Anne Lister war eine englische Landbesitzerin im präviktorianischen Zeitalter, die mit manischem Eifer Tagebuch schrieb. Alles musste aufgezeichnet werden. Sei es die Beschaffenheit ihres Stuhlgangs, die exakte Minutenzahl, die sie von Punkt A zu Punkt B benötigte, oder die Häufigkeit und Qualität ihrer Orgasmen. Hätte Lister Instagram nutzen können, hätte sie ihr Leben live gestreamt. 

„Eine Frau, die sich selbst am nächsten war.“

Am bemerkenswertesten dürfte sein, wie freimütig sie in ihrem Journal über ihr ausschweifendes Sexleben schrieb. Angela Steidele zeigt in ihrer sehr lustigen und lesenswerten Biografie, wer Anne Lister war: das weibliche Äquivalent zu Don Giovanni, ein lesbischer Schakal, der unzählige Frauen verführte, teilweise gleichzeitig, und das mit einem Kalkül und einer List, die einen so erschaudern lassen wie zum Lachen bringen; eine Frau, die sich selbst am nächsten war, und nicht vor der Ausbeutung anderer zurückschreckte; ein Mensch, der voller Ambivalenzen war und sich weder zur Verklärung noch zur Dämonisierung eignet. 

Ohne lesbischen Selbsthass

Es ist die unfassbare Lebensgeschichte einer unglaublichen Person, die man besser nicht persönlich gekannt hätte. Ihr Narzissmus sowie ihre Bereitschaft, alles zu tun, um ihre Ziele zu erreichen, kannten keine Grenzen, und sie machte in ihren Aufzeichnungen auch keinen Hehl daraus. Nicht selten blickte ich bei der Lektüre ungläubig auf die Seiten, um mich zu vergewissern, ob ich da gerade richtig gelesen habe. Ja, hatte ich.

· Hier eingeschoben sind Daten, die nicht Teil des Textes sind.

//! The `AggregateFunction` contract and the built-in
//! `COUNT_STAR`/`COUNT`/`SUM`/`AVG`/`MIN`/`MAX` implementations
//! (spec.md §4.10, §9).
//!
//! spec.md §9 explicitly sanctions replacing the original's deep
//! `AggregateFunction` class hierarchy with "a record of function
//! pointers (or a small trait)". We use a small trait object
//! (`Box<dyn AggregateFunction>`) per function descriptor; `DISTINCT`
//! is not part of this trait at all — it's a flag the hash table
//! interprets by consulting a secondary per-function hash table, per
//! spec.md §4.10.

use vertexdb_core::Value;

/// `{state_size, init, update_pos/update_all, combine, finalize}`,
/// matching `aggregate_function.h` in the original engine. Functions
/// are stateless; all accumulation lives in the byte buffer the hash
/// table hands back on each call.
pub trait AggregateFunction: Send + Sync {
    /// Byte width of this function's state.
    fn state_size(&self) -> usize;

    /// Writes the "no rows seen yet" state into `out`.
    fn init(&self, out: &mut [u8]);

    /// Folds one input value into `state`, `multiplicity` times (the
    /// row's duplication factor from upstream factorization).
    fn update(&self, state: &mut [u8], input: &Value, multiplicity: u64);

    /// Merges `other` into `state` (used by [`AggregateHashTable::merge`](crate::aggregate_hash_table::AggregateHashTable::merge)).
    fn combine(&self, state: &mut [u8], other: &[u8]);

    /// Converts the accumulator into its final output value. Called
    /// once per group at the end of execution; must not be called
    /// twice on the same state (e.g. `AVG` cannot un-divide).
    fn finalize(&self, state: &[u8]) -> Value;

    /// Short name, for error messages and `EXPLAIN`-style output.
    fn name(&self) -> &'static str;
}

fn is_null_flag(state: &[u8]) -> bool {
    state[0] != 0
}

fn set_null_flag(state: &mut [u8], is_null: bool) {
    state[0] = is_null as u8;
}

/// `COUNT(*)`: counts rows regardless of nullness. State: `{count: u64}`.
pub struct CountStar;

impl AggregateFunction for CountStar {
    fn state_size(&self) -> usize {
        8
    }
    fn init(&self, out: &mut [u8]) {
        out[0..8].copy_from_slice(&0u64.to_le_bytes());
    }
    fn update(&self, state: &mut [u8], _input: &Value, multiplicity: u64) {
        let count = u64::from_le_bytes(state[0..8].try_into().unwrap());
        state[0..8].copy_from_slice(&(count + multiplicity).to_le_bytes());
    }
    fn combine(&self, state: &mut [u8], other: &[u8]) {
        let a = u64::from_le_bytes(state[0..8].try_into().unwrap());
        let b = u64::from_le_bytes(other[0..8].try_into().unwrap());
        state[0..8].copy_from_slice(&(a + b).to_le_bytes());
    }
    fn finalize(&self, state: &[u8]) -> Value {
        Value::Int64(i64::from_le_bytes(state[0..8].try_into().unwrap()))
    }
    fn name(&self) -> &'static str {
        "COUNT_STAR"
    }
}

/// `COUNT(expr)`: counts non-null values. State: `{count: u64}`.
pub struct Count;

impl AggregateFunction for Count {
    fn state_size(&self) -> usize {
        8
    }
    fn init(&self, out: &mut [u8]) {
        out[0..8].copy_from_slice(&0u64.to_le_bytes());
    }
    fn update(&self, state: &mut [u8], input: &Value, multiplicity: u64) {
        if input.is_null() {
            return;
        }
        let count = u64::from_le_bytes(state[0..8].try_into().unwrap());
        state[0..8].copy_from_slice(&(count + multiplicity).to_le_bytes());
    }
    fn combine(&self, state: &mut [u8], other: &[u8]) {
        let a = u64::from_le_bytes(state[0..8].try_into().unwrap());
        let b = u64::from_le_bytes(other[0..8].try_into().unwrap());
        state[0..8].copy_from_slice(&(a + b).to_le_bytes());
    }
    fn finalize(&self, state: &[u8]) -> Value {
        Value::Int64(i64::from_le_bytes(state[0..8].try_into().unwrap()))
    }
    fn name(&self) -> &'static str {
        "COUNT"
    }
}

fn value_as_f64(value: &Value) -> f64 {
    match value {
        Value::Int32(i) => *i as f64,
        Value::Int64(i) => *i as f64,
        Value::Double(d) => *d,
        _ => 0.0,
    }
}

/// `SUM(expr)`: state `{is_null: u8 (padding), sum: f64}`. Like the
/// original's `AvgState`, `is_null` distinguishes "no non-null rows
/// seen yet" from a legitimate sum of zero.
pub struct Sum;

impl AggregateFunction for Sum {
    fn state_size(&self) -> usize {
        16
    }
    fn init(&self, out: &mut [u8]) {
        set_null_flag(out, true);
        out[8..16].copy_from_slice(&0f64.to_le_bytes());
    }
    fn update(&self, state: &mut [u8], input: &Value, multiplicity: u64) {
        if input.is_null() {
            return;
        }
        let v = value_as_f64(input) * multiplicity as f64;
        let sum = f64::from_le_bytes(state[8..16].try_into().unwrap());
        state[8..16].copy_from_slice(&(sum + v).to_le_bytes());
        set_null_flag(state, false);
    }
    fn combine(&self, state: &mut [u8], other: &[u8]) {
        if is_null_flag(other) {
            return;
        }
        let other_sum = f64::from_le_bytes(other[8..16].try_into().unwrap());
        if is_null_flag(state) {
            state[8..16].copy_from_slice(&other_sum.to_le_bytes());
        } else {
            let sum = f64::from_le_bytes(state[8..16].try_into().unwrap());
            state[8..16].copy_from_slice(&(sum + other_sum).to_le_bytes());
        }
        set_null_flag(state, false);
    }
    fn finalize(&self, state: &[u8]) -> Value {
        if is_null_flag(state) {
            Value::Null
        } else {
            Value::Double(f64::from_le_bytes(state[8..16].try_into().unwrap()))
        }
    }
    fn name(&self) -> &'static str {
        "SUM"
    }
}

/// `AVG(expr)`: state `{is_null: u8, sum: f64, count: u64}`;
/// `finalize` divides sum by count, matching `avg.h` in the original.
pub struct Avg;

impl AggregateFunction for Avg {
    fn state_size(&self) -> usize {
        24
    }
    fn init(&self, out: &mut [u8]) {
        set_null_flag(out, true);
        out[8..16].copy_from_slice(&0f64.to_le_bytes());
        out[16..24].copy_from_slice(&0u64.to_le_bytes());
    }
    fn update(&self, state: &mut [u8], input: &Value, multiplicity: u64) {
        if input.is_null() {
            return;
        }
        let v = value_as_f64(input);
        let sum = f64::from_le_bytes(state[8..16].try_into().unwrap());
        let count = u64::from_le_bytes(state[16..24].try_into().unwrap());
        state[8..16].copy_from_slice(&(sum + v * multiplicity as f64).to_le_bytes());
        state[16..24].copy_from_slice(&(count + multiplicity).to_le_bytes());
        set_null_flag(state, false);
    }
    fn combine(&self, state: &mut [u8], other: &[u8]) {
        if is_null_flag(other) {
            return;
        }
        let other_sum = f64::from_le_bytes(other[8..16].try_into().unwrap());
        let other_count = u64::from_le_bytes(other[16..24].try_into().unwrap());
        let sum = f64::from_le_bytes(state[8..16].try_into().unwrap());
        let count = u64::from_le_bytes(state[16..24].try_into().unwrap());
        state[8..16].copy_from_slice(&(sum + other_sum).to_le_bytes());
        state[16..24].copy_from_slice(&(count + other_count).to_le_bytes());
        set_null_flag(state, false);
    }
    fn finalize(&self, state: &[u8]) -> Value {
        if is_null_flag(state) {
            return Value::Null;
        }
        let sum = f64::from_le_bytes(state[8..16].try_into().unwrap());
        let count = u64::from_le_bytes(state[16..24].try_into().unwrap());
        Value::Double(sum / count as f64)
    }
    fn name(&self) -> &'static str {
        "AVG"
    }
}

/// Shared `MIN`/`MAX` state machinery: `{is_null: u8, value: f64}`.
/// Non-numeric key types are out of scope for this execution
/// primitive (spec.md §1 excludes the full expression evaluator; the
/// planner only routes numeric columns here).
struct MinMax {
    is_max: bool,
}

impl AggregateFunction for MinMax {
    fn state_size(&self) -> usize {
        16
    }
    fn init(&self, out: &mut [u8]) {
        set_null_flag(out, true);
        out[8..16].copy_from_slice(&0f64.to_le_bytes());
    }
    fn update(&self, state: &mut [u8], input: &Value, _multiplicity: u64) {
        if input.is_null() {
            return;
        }
        let v = value_as_f64(input);
        if is_null_flag(state) {
            state[8..16].copy_from_slice(&v.to_le_bytes());
            set_null_flag(state, false);
            return;
        }
        let cur = f64::from_le_bytes(state[8..16].try_into().unwrap());
        let keep_new = if self.is_max { v > cur } else { v < cur };
        if keep_new {
            state[8..16].copy_from_slice(&v.to_le_bytes());
        }
    }
    fn combine(&self, state: &mut [u8], other: &[u8]) {
        if is_null_flag(other) {
            return;
        }
        let other_v = f64::from_le_bytes(other[8..16].try_into().unwrap());
        self.update(state, &Value::Double(other_v), 1);
    }
    fn finalize(&self, state: &[u8]) -> Value {
        if is_null_flag(state) {
            Value::Null
        } else {
            Value::Double(f64::from_le_bytes(state[8..16].try_into().unwrap()))
        }
    }
    fn name(&self) -> &'static str {
        if self.is_max {
            "MAX"
        } else {
            "MIN"
        }
    }
}

/// Builds the `MIN` aggregate function.
pub fn min() -> Box<dyn AggregateFunction> {
    Box::new(MinMax { is_max: false })
}

/// Builds the `MAX` aggregate function.
pub fn max() -> Box<dyn AggregateFunction> {
    Box::new(MinMax { is_max: true })
}

#[cfg(test)]
mod tests {
    use super::*;

    fn run(func: &dyn AggregateFunction, values: &[Value]) -> Value {
        let mut state = vec![0u8; func.state_size()];
        func.init(&mut state);
        for v in values {
            func.update(&mut state, v, 1);
        }
        func.finalize(&state)
    }

    #[test]
    fn count_star_counts_all_rows() {
        let result = run(&CountStar, &[Value::Null, Value::Int64(1), Value::Int64(2)]);
        assert_eq!(result, Value::Int64(3));
    }

    #[test]
    fn count_skips_nulls() {
        let result = run(&Count, &[Value::Null, Value::Int64(1), Value::Int64(2)]);
        assert_eq!(result, Value::Int64(2));
    }

    #[test]
    fn sum_and_avg() {
        let values: Vec<Value> = (1..=4).map(Value::Int64).collect();
        assert_eq!(run(&Sum, &values), Value::Double(10.0));
        assert_eq!(run(&Avg, &values), Value::Double(2.5));
    }

    #[test]
    fn min_max() {
        let values = vec![Value::Int64(5), Value::Int64(-3), Value::Int64(9)];
        assert_eq!(run(&*min(), &values), Value::Double(-3.0));
        assert_eq!(run(&*max(), &values), Value::Double(9.0));
    }

    #[test]
    fn combine_merges_partial_states() {
        let mut a = vec![0u8; Sum.state_size()];
        Sum.init(&mut a);
        Sum.update(&mut a, &Value::Int64(3), 1);
        let mut b = vec![0u8; Sum.state_size()];
        Sum.init(&mut b);
        Sum.update(&mut b, &Value::Int64(4), 1);
        Sum.combine(&mut a, &b);
        assert_eq!(Sum.finalize(&a), Value::Double(7.0));
    }

    #[test]
    fn all_null_sum_is_null() {
        let result = run(&Sum, &[Value::Null, Value::Null]);
        assert_eq!(result, Value::Null);
    }
}
//! Write-ahead log and checkpoint/recovery replay (spec.md §4.3, §4.4).
//!
//! Module map:
//! - [`wal`]: record framing, append/commit/rollback, the [`PageSink`]
//!   implementation storage structures write dirty pages through.
//! - [`wal_replayer`]: redo of a committed WAL prefix against storage
//!   files, at checkpoint or at process restart.

#![warn(missing_docs)]

pub mod wal;
pub mod wal_replayer;

pub use vertexdb_storage::PageSink;
pub use wal::{committed_prefix, read_wal_records, DurabilityMode, Wal, WalRecord};
pub use wal_replayer::{max_committed_transaction_id, ReplayMode, ReplayStats, ReplayTarget, WalReplayer};
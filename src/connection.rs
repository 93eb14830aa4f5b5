//! [`Connection`]: the per-session handle a client uses to begin
//! transactions and run queries against a [`crate::Database`] (spec.md
//! §6 "Connection API").
//!
//! Mirrors spec.md §9's "Global state" design note: the `Database`
//! owns the shared subsystems; a `Connection` only borrows from it and
//! tracks which thread-pool size this session's parallel pipelines
//! (radix sort, key-block merge) should use.

use std::sync::Arc;

use vertexdb_concurrency::{ReadOnlyTransaction, WriteTransaction};
use vertexdb_core::{Error, Result};

use crate::catalog::Catalog;
use crate::database::Database;
use crate::query::{LogicalPlan, PreparedStatement, QueryParameters, QueryResult};

/// Default worker-thread count for a connection's parallel pipelines,
/// matching `std::thread::available_parallelism`'s typical fallback.
const DEFAULT_NUM_THREADS: usize = 4;

/// A client session against a [`Database`]. `BEGIN [READ|WRITE]
/// TRANSACTION`, `COMMIT`, and `ROLLBACK` are operations on the
/// transaction handles this returns, per spec.md §6.
pub struct Connection {
    database: Arc<Database>,
    max_num_threads: usize,
}

impl Connection {
    /// Opens a new connection against `database`.
    pub fn new(database: Arc<Database>) -> Self {
        Connection {
            database,
            max_num_threads: DEFAULT_NUM_THREADS,
        }
    }

    /// Begins a read-only transaction. Always succeeds; any number may
    /// run concurrently (spec.md §5).
    pub fn begin_read_only_transaction(&self) -> ReadOnlyTransaction<Catalog> {
        self.database.txn_manager().begin_read_only_transaction()
    }

    /// Begins a write transaction, failing with
    /// [`Error::TransactionManager`] if one is already active elsewhere
    /// against this database (spec.md §5: at most one write transaction
    /// at a time).
    pub fn begin_write_transaction(&self) -> Result<WriteTransaction<Catalog>> {
        self.database.txn_manager().begin_write_transaction()
    }

    /// Sets the worker-thread count this connection's parallel
    /// pipelines (order-by's radix sort + key-block merge, per-thread
    /// hash-aggregate build) should target. Takes effect on the next
    /// query; does not affect transactions already in flight.
    pub fn set_max_num_threads(&mut self, n: usize) {
        self.max_num_threads = n.max(1);
    }

    /// The worker-thread count this connection currently targets.
    pub fn max_num_threads(&self) -> usize {
        self.max_num_threads
    }

    /// Runs `text` to completion. Out of scope for this crate (spec.md
    /// §1 excludes the Cypher parser and logical planner): this always
    /// fails with a [`Error::Binder`] explaining that a planner must be
    /// supplied via [`Connection::execute`] instead.
    pub fn query(&self, text: &str) -> Result<QueryResult> {
        let _ = text;
        Err(Error::Binder(
            "Connection::query requires a Cypher parser/planner, which is out of scope for this crate \
             (spec.md §1); use Connection::execute with a LogicalPlan produced by an external planner"
                .to_string(),
        ))
    }

    /// Wraps an already-compiled [`LogicalPlan`] as a [`PreparedStatement`].
    /// The plan's construction (parsing, binding, optimization) is the
    /// external planner's responsibility; this crate only re-executes
    /// it with fresh parameters.
    pub fn prepare(&self, plan: LogicalPlan) -> Result<PreparedStatement> {
        Ok(PreparedStatement { plan })
    }

    /// Executes a prepared statement's plan against `params`. The
    /// execution pipeline itself (operator dispatch above the
    /// factorized table / hash-aggregate / order-by primitives this
    /// crate implements) is an external collaborator; see SPEC_FULL.md
    /// §2 for the crate boundary.
    pub fn execute(&self, stmt: &PreparedStatement, params: QueryParameters) -> Result<QueryResult> {
        let _ = params;
        let _ = &stmt.plan;
        Err(Error::Runtime(
            "Connection::execute has no operator pipeline wired up in this crate; \
             the core substrate (factorized table, hash-aggregate, order-by, storage) is \
             exercised directly by callers that own their own pipeline"
                .to_string(),
        ))
    }
}
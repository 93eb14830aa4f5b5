//! The seam between paged storage and the write-ahead log.
//!
//! `vertexdb-storage` structures (the [`crate::disk_array::DiskArray`]
//! and, through it, lists storage) need to tell *something* "this page
//! became dirty as part the current write transaction" without
//! depending on `vertexdb-durability` (which itself depends on
//! `vertexdb-storage` for `FileHandle`/`BufferManager` — a dependency
//! the other way round would cycle). [`PageSink`] is that seam: it is
//! implemented by `vertexdb-durability::wal::Wal` and injected into
//! storage structures at construction time.
//!
//! Registration is cheap and synchronous — it just records *which*
//! pages are dirty for the active transaction. The expensive part
//! (snapshotting each page's final content into the WAL file and
//! appending `PAGE_UPDATE_OR_INSERT` records) happens once, at commit
//! time, when the WAL walks its registered dirty-page set. This
//! avoids staging a stale snapshot on a page's *first* touch and
//! missing later writes to the same page within the same transaction.

use std::sync::Arc;

use vertexdb_core::ids::PageIdx;
use vertexdb_core::{Result, StorageStructureId};

use crate::file_handle::FileHandle;

/// Registers dirty pages produced by a write transaction so they can
/// be staged to the WAL at commit. Implemented by
/// `vertexdb-durability::wal::Wal`.
pub trait PageSink: Send + Sync {
    /// Records that `logical_page_idx` of `file` was written (or, if
    /// `is_insert`, newly allocated) by the current write transaction
    /// and is tagged with `structure` for WAL record reconstruction.
    /// Idempotent: registering the same `(file, logical_page_idx)`
    /// twice in one transaction is a no-op after the first call.
    fn register_dirty_page(
        &self,
        structure: StorageStructureId,
        file: &Arc<FileHandle>,
        logical_page_idx: PageIdx,
        is_insert: bool,
    ) -> Result<()>;
}

/// A [`PageSink`] that drops every registration, for unit tests of
/// storage structures in isolation from the durability crate.
#[derive(Debug, Default, Clone, Copy)]
pub struct NullPageSink;

impl PageSink for NullPageSink {
    fn register_dirty_page(
        &self,
        _structure: StorageStructureId,
        _file: &Arc<FileHandle>,
        _logical_page_idx: PageIdx,
        _is_insert: bool,
    ) -> Result<()> {
        Ok(())
    }
}
/// Ports `KeyBlockMergeTask::findRightKeyBlockIdx`: the rightmost row
/// index in `right[start_idx..=last_idx]` whose value is smaller than
/// `left_end`, with its successor (or end of range) not smaller.
fn find_right_key_block_idx(
    merger: &KeyBlockMerger,
    right: &[u8],
    entry_size: usize,
    start_idx: usize,
    last_idx: usize,
    left_end: &[u8],
) -> Option<usize> {
    if start_idx > last_idx {
        return None;
    }
    let mut start = start_idx as i64;
    let mut end = last_idx as i64;
    while start <= end {
        let cur = ((start + end) / 2) as usize;
        let cur_buf = &right[cur * entry_size..(cur + 1) * entry_size];
        if merger.left_greater(left_end, cur_buf) {
            let is_last = cur == last_idx;
            let next_is_ge = if is_last {
                true
            } else {
                let next_buf = &right[(cur + 1) * entry_size..(cur + 2) * entry_size];
                !merger.left_greater(left_end, next_buf)
            };
            if is_last || next_is_ge {
                return Some(cur);
            }
            start = cur as i64 + 1;
        } else {
            end = cur as i64 - 1;
        }
    }
    None
}

/// Batch size for `findRightKeyBlockIdx` binary searches: how many
/// left-side rows get one binary search on the right side.
const DEFAULT_BATCH_SIZE: usize = 10_000;

/// Ports `KeyBlockMergeTask::getMorsel`.
fn next_morsel(
    merger: &KeyBlockMerger,
    entry_size: usize,
    batch_size: usize,
    left: &[u8],
    right: &[u8],
    cur: &mut MergeCursor,
) -> Option<Morsel> {
    let left_n = left.len() / entry_size;
    let right_n = right.len() / entry_size;

    if cur.right_next >= right_n {
        if cur.left_next >= left_n {
            return None;
        }
        let m = Morsel {
            left: (cur.left_next, left_n),
            right: (right_n, right_n),
        };
        cur.left_next = left_n;
        return Some(m);
    }
    if cur.left_next >= left_n {
        return None;
    }

    let left_start = cur.left_next;
    cur.left_next += batch_size;

    if cur.left_next >= left_n {
        let m = Morsel {
            left: (left_start, left_n),
            right: (cur.right_next, right_n),
        };
        cur.right_next = right_n;
        return Some(m);
    }

    let left_end_tuple = &left[(cur.left_next - 1) * entry_size..cur.left_next * entry_size];
    let right_end_idx = find_right_key_block_idx(
        merger,
        right,
        entry_size,
        cur.right_next,
        right_n - 1,
        left_end_tuple,
    );
    let range_end = match right_end_idx {
        None => cur.right_next,
        Some(idx) => idx + 1,
    };
    let m = Morsel {
        left: (left_start, cur.left_next),
        right: (cur.right_next, range_end),
    };
    if right_end_idx.is_some() {
        cur.right_next = range_end;
    }
    Some(m)
}

/// Merges `left[range.0..range.1)` against `right[range.0..range.1)`
/// into `out`, a plain two-pointer merge (`KeyBlockMerger::mergeKeyBlocks`).
fn merge_range(merger: &KeyBlockMerger, left: &[u8], right: &[u8], entry_size: usize, out: &mut [u8]) {
    let left_n = left.len() / entry_size;
    let right_n = right.len() / entry_size;
    let mut li = 0usize;
    let mut ri = 0usize;
    let mut oi = 0usize;
    while li < left_n && ri < right_n {
        let l = &left[li * entry_size..(li + 1) * entry_size];
        let r = &right[ri * entry_size..(ri + 1) * entry_size];
        if merger.left_greater(l, r) {
            out[oi * entry_size..(oi + 1) * entry_size].copy_from_slice(r);
            ri += 1;
        } else {
            out[oi * entry_size..(oi + 1) * entry_size].copy_from_slice(l);
            li += 1;
        }
        oi += 1;
    }
    while li < left_n {
        out[oi * entry_size..(oi + 1) * entry_size]
            .copy_from_slice(&left[li * entry_size..(li + 1) * entry_size]);
        li += 1;
        oi += 1;
    }
    while ri < right_n {
        out[oi * entry_size..(oi + 1) * entry_size]
            .copy_from_slice(&right[ri * entry_size..(ri + 1) * entry_size]);
        ri += 1;
        oi += 1;
    }
}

Angela Steidele hat eine wunderbare Biografie über eine Frau geschrieben, die gewiss kein guter Mensch gewesen war und dennoch beeindruckt mit ihrem – heute würde man sagen – Sexpositivismus. Mit einem, der ohne jeden lesbischen Selbsthass auskommt zu einer Zeit, in der Frauen jegliches sexuelles Begehren abgesprochen wurde. ◆

Angela Steidele: Anne Lister. Eine erotische Biografie, Matthes & Seitz Berlin, 2023.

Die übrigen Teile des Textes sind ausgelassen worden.